= Beginning of Section =
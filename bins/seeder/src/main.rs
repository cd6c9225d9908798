//! Database seeder for Worktally development and testing.
//!
//! Seeds a small demo hierarchy (one geography, two clients, a handful of
//! process projects and locations) with request-type rates and productivity
//! tiers, then activates the seeded generation.
//!
//! Usage: cargo run --bin seeder

use std::str::FromStr;

use chrono::Utc;
use rust_decimal::Decimal;
use sea_orm::{ActiveModelTrait, DatabaseConnection, EntityTrait, Set};
use uuid::Uuid;
use worktally_core::vocab::{ProcessType, ProductivityLevel, RequestType};
use worktally_db::entities::{
    active_generations, clients, geographies, productivity_tiers, projects, request_type_rates,
    subprojects,
};

#[tokio::main]
async fn main() {
    dotenvy::dotenv().ok();

    let database_url =
        std::env::var("DATABASE_URL").expect("DATABASE_URL must be set in environment");

    println!("Connecting to database...");
    let db = worktally_db::connect(&database_url)
        .await
        .expect("Failed to connect to database");

    if active_generations::Entity::find_by_id("hierarchy".to_string())
        .one(&db)
        .await
        .ok()
        .flatten()
        .is_some()
    {
        println!("Hierarchy already seeded (active generation present), skipping.");
        return;
    }

    let generation = Uuid::new_v4();
    println!("Seeding demo hierarchy (generation {generation})...");
    seed_hierarchy(&db, generation).await;

    println!("Activating generation...");
    let pointer = active_generations::ActiveModel {
        scope: Set("hierarchy".to_string()),
        generation: Set(generation),
        activated_at: Set(Utc::now().into()),
    };
    if let Err(e) = pointer.insert(&db).await {
        eprintln!("Failed to activate generation: {e}");
        return;
    }

    println!("Seeding complete!");
}

fn dec(value: &str) -> Decimal {
    Decimal::from_str(value).expect("seed literal is a valid decimal")
}

#[allow(clippy::too_many_lines)]
async fn seed_hierarchy(db: &DatabaseConnection, generation: Uuid) {
    let now = Utc::now().into();

    let geography_id = Uuid::new_v4();
    let geography = geographies::ActiveModel {
        id: Set(geography_id),
        name: Set("Offshore".to_string()),
        status: Set("active".to_string()),
        generation: Set(generation),
        created_at: Set(now),
        updated_at: Set(now),
    };
    if let Err(e) = geography.insert(db).await {
        eprintln!("Failed to insert geography: {e}");
        return;
    }
    println!("  Created geography: Offshore");

    // (client name, process projects with their locations)
    let plan: [(&str, &[(ProcessType, &[&str])]); 2] = [
        (
            "Offshore Client 1",
            &[
                (ProcessType::Intake, &["Berlin", "Hamburg"]),
                (ProcessType::Indexing, &["Berlin"]),
            ],
        ),
        (
            "Offshore Client 2",
            &[(ProcessType::Intake, &["Osaka"])],
        ),
    ];

    for (client_name, processes) in plan {
        let client_id = Uuid::new_v4();
        let client = clients::ActiveModel {
            id: Set(client_id),
            name: Set(client_name.to_string()),
            geography_id: Set(geography_id),
            geography_name: Set("Offshore".to_string()),
            status: Set("active".to_string()),
            generation: Set(generation),
            created_at: Set(now),
            updated_at: Set(now),
        };
        if let Err(e) = client.insert(db).await {
            eprintln!("Failed to insert client {client_name}: {e}");
            continue;
        }
        println!("  Created client: {client_name}");

        for (process, locations) in processes {
            let project_id = Uuid::new_v4();
            let project = projects::ActiveModel {
                id: Set(project_id),
                name: Set(process.label().to_string()),
                client_id: Set(client_id),
                client_name: Set(client_name.to_string()),
                geography_id: Set(geography_id),
                geography_name: Set("Offshore".to_string()),
                flatrate: Set(Decimal::ZERO),
                status: Set("active".to_string()),
                generation: Set(generation),
                created_at: Set(now),
                updated_at: Set(now),
            };
            if let Err(e) = project.insert(db).await {
                eprintln!("Failed to insert project {}: {e}", process.label());
                continue;
            }

            for location in *locations {
                let subproject_id = Uuid::new_v4();
                let subproject = subprojects::ActiveModel {
                    id: Set(subproject_id),
                    name: Set((*location).to_string()),
                    project_id: Set(project_id),
                    project_name: Set(process.label().to_string()),
                    client_id: Set(client_id),
                    client_name: Set(client_name.to_string()),
                    geography_id: Set(geography_id),
                    geography_name: Set("Offshore".to_string()),
                    flatrate: Set(Decimal::ZERO),
                    status: Set("active".to_string()),
                    generation: Set(generation),
                    created_at: Set(now),
                    updated_at: Set(now),
                };
                if let Err(e) = subproject.insert(db).await {
                    eprintln!("Failed to insert subproject {location}: {e}");
                    continue;
                }

                seed_rates(db, subproject_id, generation).await;
            }
        }
    }
}

/// Seeds request-type rates and two productivity tiers for one subproject.
async fn seed_rates(db: &DatabaseConnection, subproject_id: Uuid, generation: Uuid) {
    let now = Utc::now().into();

    let rates = [
        (RequestType::NewRequest, "2.50"),
        (RequestType::Rework, "1.25"),
        (RequestType::Clarification, "0.75"),
    ];
    for (request_type, rate) in rates {
        let model = request_type_rates::ActiveModel {
            id: Set(Uuid::new_v4()),
            subproject_id: Set(subproject_id),
            request_type: Set(request_type.label().to_string()),
            rate: Set(dec(rate)),
            generation: Set(generation),
            created_at: Set(now),
            updated_at: Set(now),
        };
        if let Err(e) = model.insert(db).await {
            eprintln!("Failed to insert rate {}: {e}", request_type.label());
        }
    }

    let tiers = [
        (ProductivityLevel::Low, "1.00"),
        (ProductivityLevel::High, "4.00"),
    ];
    for (level, base_rate) in tiers {
        let model = productivity_tiers::ActiveModel {
            id: Set(Uuid::new_v4()),
            subproject_id: Set(subproject_id),
            level: Set(level.label().to_string()),
            base_rate: Set(dec(base_rate)),
            created_at: Set(now),
            updated_at: Set(now),
        };
        if let Err(e) = model.insert(db).await {
            eprintln!("Failed to insert tier {}: {e}", level.label());
        }
    }
}
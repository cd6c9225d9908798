//! Database migration runner for Worktally.
//!
//! Usage:
//!   migrator up      - Run all pending migrations
//!   migrator down    - Rollback last migration
//!   migrator status  - Show migration status
//!   migrator fresh   - Drop all tables and re-run migrations

use sea_orm_migration::prelude::*;
use worktally_db::migration::Migrator;

#[tokio::main]
async fn main() {
    // Load .env file if present
    dotenvy::dotenv().ok();

    // Run the migrator CLI (it sets up its own tracing)
    cli::run_cli(Migrator).await;
}
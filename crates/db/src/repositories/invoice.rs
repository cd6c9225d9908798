//! Invoice repository: append-only period snapshots.

use chrono::Utc;
use rust_decimal::Decimal;
use sea_orm::{
    ActiveModelTrait, DatabaseConnection, DbErr, EntityTrait, PaginatorTrait, QueryOrder,
    QuerySelect, Set,
};
use uuid::Uuid;
use worktally_shared::types::PageRequest;

use crate::entities::{billings, invoices};

/// Error types for invoice operations.
#[derive(Debug, thiserror::Error)]
pub enum InvoiceError {
    /// Invoice not found.
    #[error("Invoice not found: {0}")]
    NotFound(Uuid),

    /// No billing records exist for the requested period.
    #[error("No billing records for {month}/{year}")]
    EmptyPeriod {
        /// Requested month.
        month: i32,
        /// Requested year.
        year: i32,
    },

    /// Billing lines could not be serialized.
    #[error("Failed to serialize invoice lines: {0}")]
    Serialization(#[from] serde_json::Error),

    /// Database error.
    #[error("Database error: {0}")]
    Database(#[from] DbErr),
}

/// Invoice repository over the invoices table.
#[derive(Debug)]
pub struct InvoiceRepository {
    db: DatabaseConnection,
}

impl InvoiceRepository {
    /// Creates a new invoice repository.
    #[must_use]
    pub const fn new(db: DatabaseConnection) -> Self {
        Self { db }
    }

    /// Generates an invoice snapshot for one (month, year).
    ///
    /// Takes the period's billing rows as loaded by
    /// `BillingRepository::find_period`, embeds them as invoice lines, and
    /// totals them. The snapshot is immutable afterwards; regenerating the
    /// same period creates a new invoice rather than editing the old one.
    ///
    /// # Errors
    ///
    /// Returns [`InvoiceError::EmptyPeriod`] when the period has no billing
    /// records, or an error if a database operation fails.
    pub async fn generate(
        &self,
        month: i32,
        year: i32,
        lines: Vec<billings::Model>,
    ) -> Result<invoices::Model, InvoiceError> {
        if lines.is_empty() {
            return Err(InvoiceError::EmptyPeriod { month, year });
        }

        let total_hours: Decimal = lines.iter().map(|l| l.hours).sum();
        let total_amount: Decimal = lines.iter().map(|l| l.total_amount).sum();
        let lines_json = serde_json::to_value(&lines)?;

        let model = invoices::ActiveModel {
            id: Set(Uuid::new_v4()),
            month: Set(month),
            year: Set(year),
            lines: Set(lines_json),
            total_hours: Set(total_hours),
            total_amount: Set(total_amount),
            generated_at: Set(Utc::now().into()),
        };
        let invoice = model.insert(&self.db).await?;

        tracing::info!(
            invoice_id = %invoice.id,
            month,
            year,
            lines = lines.len(),
            %total_amount,
            "invoice generated"
        );
        Ok(invoice)
    }

    /// Gets an invoice by ID.
    ///
    /// # Errors
    ///
    /// Returns an error if the invoice is not found or the query fails.
    pub async fn get(&self, id: Uuid) -> Result<invoices::Model, InvoiceError> {
        invoices::Entity::find_by_id(id)
            .one(&self.db)
            .await?
            .ok_or(InvoiceError::NotFound(id))
    }

    /// Lists invoices, newest generation first, paginated.
    ///
    /// # Errors
    ///
    /// Returns an error if a database query fails.
    pub async fn list(
        &self,
        page: &PageRequest,
    ) -> Result<(Vec<invoices::Model>, u64), InvoiceError> {
        let query = invoices::Entity::find();

        let total = query.clone().count(&self.db).await?;
        let rows = query
            .order_by_desc(invoices::Column::GeneratedAt)
            .offset(page.offset())
            .limit(page.limit())
            .all(&self.db)
            .await?;

        Ok((rows, total))
    }
}
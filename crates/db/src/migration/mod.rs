//! Database migrations.
//!
//! Migrations are managed using sea-orm-migration.

pub use sea_orm_migration::prelude::*;

mod m20260801_000001_initial;

/// Migrator for running database migrations.
pub struct Migrator;

#[async_trait::async_trait]
impl MigratorTrait for Migrator {
    fn migrations() -> Vec<Box<dyn MigrationTrait>> {
        vec![Box::new(m20260801_000001_initial::Migration)]
    }
}
//! `SeaORM` Entity for the active_generations table.
//!
//! Full-replace imports write a fresh generation of hierarchy rows, then flip
//! the pointer here; readers only see the active generation, which closes the
//! delete-then-insert crash window.

use sea_orm::entity::prelude::*;
use serde::{Deserialize, Serialize};

#[derive(Clone, Debug, PartialEq, DeriveEntityModel, Eq, Serialize, Deserialize)]
#[sea_orm(table_name = "active_generations")]
pub struct Model {
    #[sea_orm(primary_key, auto_increment = false)]
    pub scope: String,
    pub generation: Uuid,
    pub activated_at: DateTimeWithTimeZone,
}

#[derive(Copy, Clone, Debug, EnumIter, DeriveRelation)]
pub enum Relation {}

impl ActiveModelBehavior for ActiveModel {}
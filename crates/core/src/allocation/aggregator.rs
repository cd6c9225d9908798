//! Grouping and pricing of raw allocation events.

use std::collections::BTreeMap;
use std::collections::btree_map::Entry;

use chrono::NaiveDate;
use rust_decimal::Decimal;
use uuid::Uuid;

use super::types::{AllocationEvent, AllocationGroup, AllocationTotals};
use crate::rates::{RateSelector, RateTable};
use crate::vocab::RequestType;

/// Groups events by (subproject, request type, date) and prices each group.
///
/// Each group's `count` is the number of raw events, `resource_names` is a
/// deduplicated first-seen-order set, and denormalized display names are
/// taken from the first event seen for the group. Billing is
/// `count x rate(subproject, request type)`.
///
/// Output order is deterministic: ascending (subproject id, request type,
/// date), regardless of input order.
#[must_use]
pub fn aggregate(events: Vec<AllocationEvent>, rates: &RateTable) -> Vec<AllocationGroup> {
    let mut groups: BTreeMap<(Uuid, RequestType, NaiveDate), AllocationGroup> = BTreeMap::new();

    for event in events {
        let key = (event.subproject_id, event.request_type, event.date);
        match groups.entry(key) {
            Entry::Occupied(mut occupied) => {
                let group = occupied.get_mut();
                group.count += 1;
                if !group.resource_names.contains(&event.resource_name) {
                    group.resource_names.push(event.resource_name);
                }
            }
            Entry::Vacant(vacant) => {
                vacant.insert(AllocationGroup {
                    geography_id: event.geography_id,
                    client_id: event.client_id,
                    project_id: event.project_id,
                    subproject_id: event.subproject_id,
                    geography_name: event.geography_name,
                    client_name: event.client_name,
                    project_name: event.project_name,
                    subproject_name: event.subproject_name,
                    request_type: event.request_type,
                    date: event.date,
                    count: 1,
                    resource_names: vec![event.resource_name],
                    rate: Decimal::ZERO,
                    total_billing: Decimal::ZERO,
                });
            }
        }
    }

    let mut result: Vec<AllocationGroup> = groups.into_values().collect();
    for group in &mut result {
        group.rate = rates.resolve(group.subproject_id, RateSelector::Request(group.request_type));
        group.total_billing = Decimal::from(group.count) * group.rate;
    }
    result
}

/// Rolls counts and billing up across a set of groups.
///
/// Applied both to a single page (page totals) and to the full group set
/// (grand totals); summing page totals across all pages must equal the grand
/// totals.
#[must_use]
pub fn totals(groups: &[AllocationGroup]) -> AllocationTotals {
    let mut acc = AllocationTotals::default();
    for group in groups {
        acc.count += group.count;
        acc.billing += group.total_billing;
    }
    acc
}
= End of Section =
Return all lines of the material above in which "year" occurs.

> **Solution for this exercise**:
    #[error("No billing records for {month}/{year}")]
        /// Requested year.
        year: i32,
    /// Generates an invoice snapshot for one (month, year).
        year: i32,
            return Err(InvoiceError::EmptyPeriod { month, year });
            year: Set(year),
            year,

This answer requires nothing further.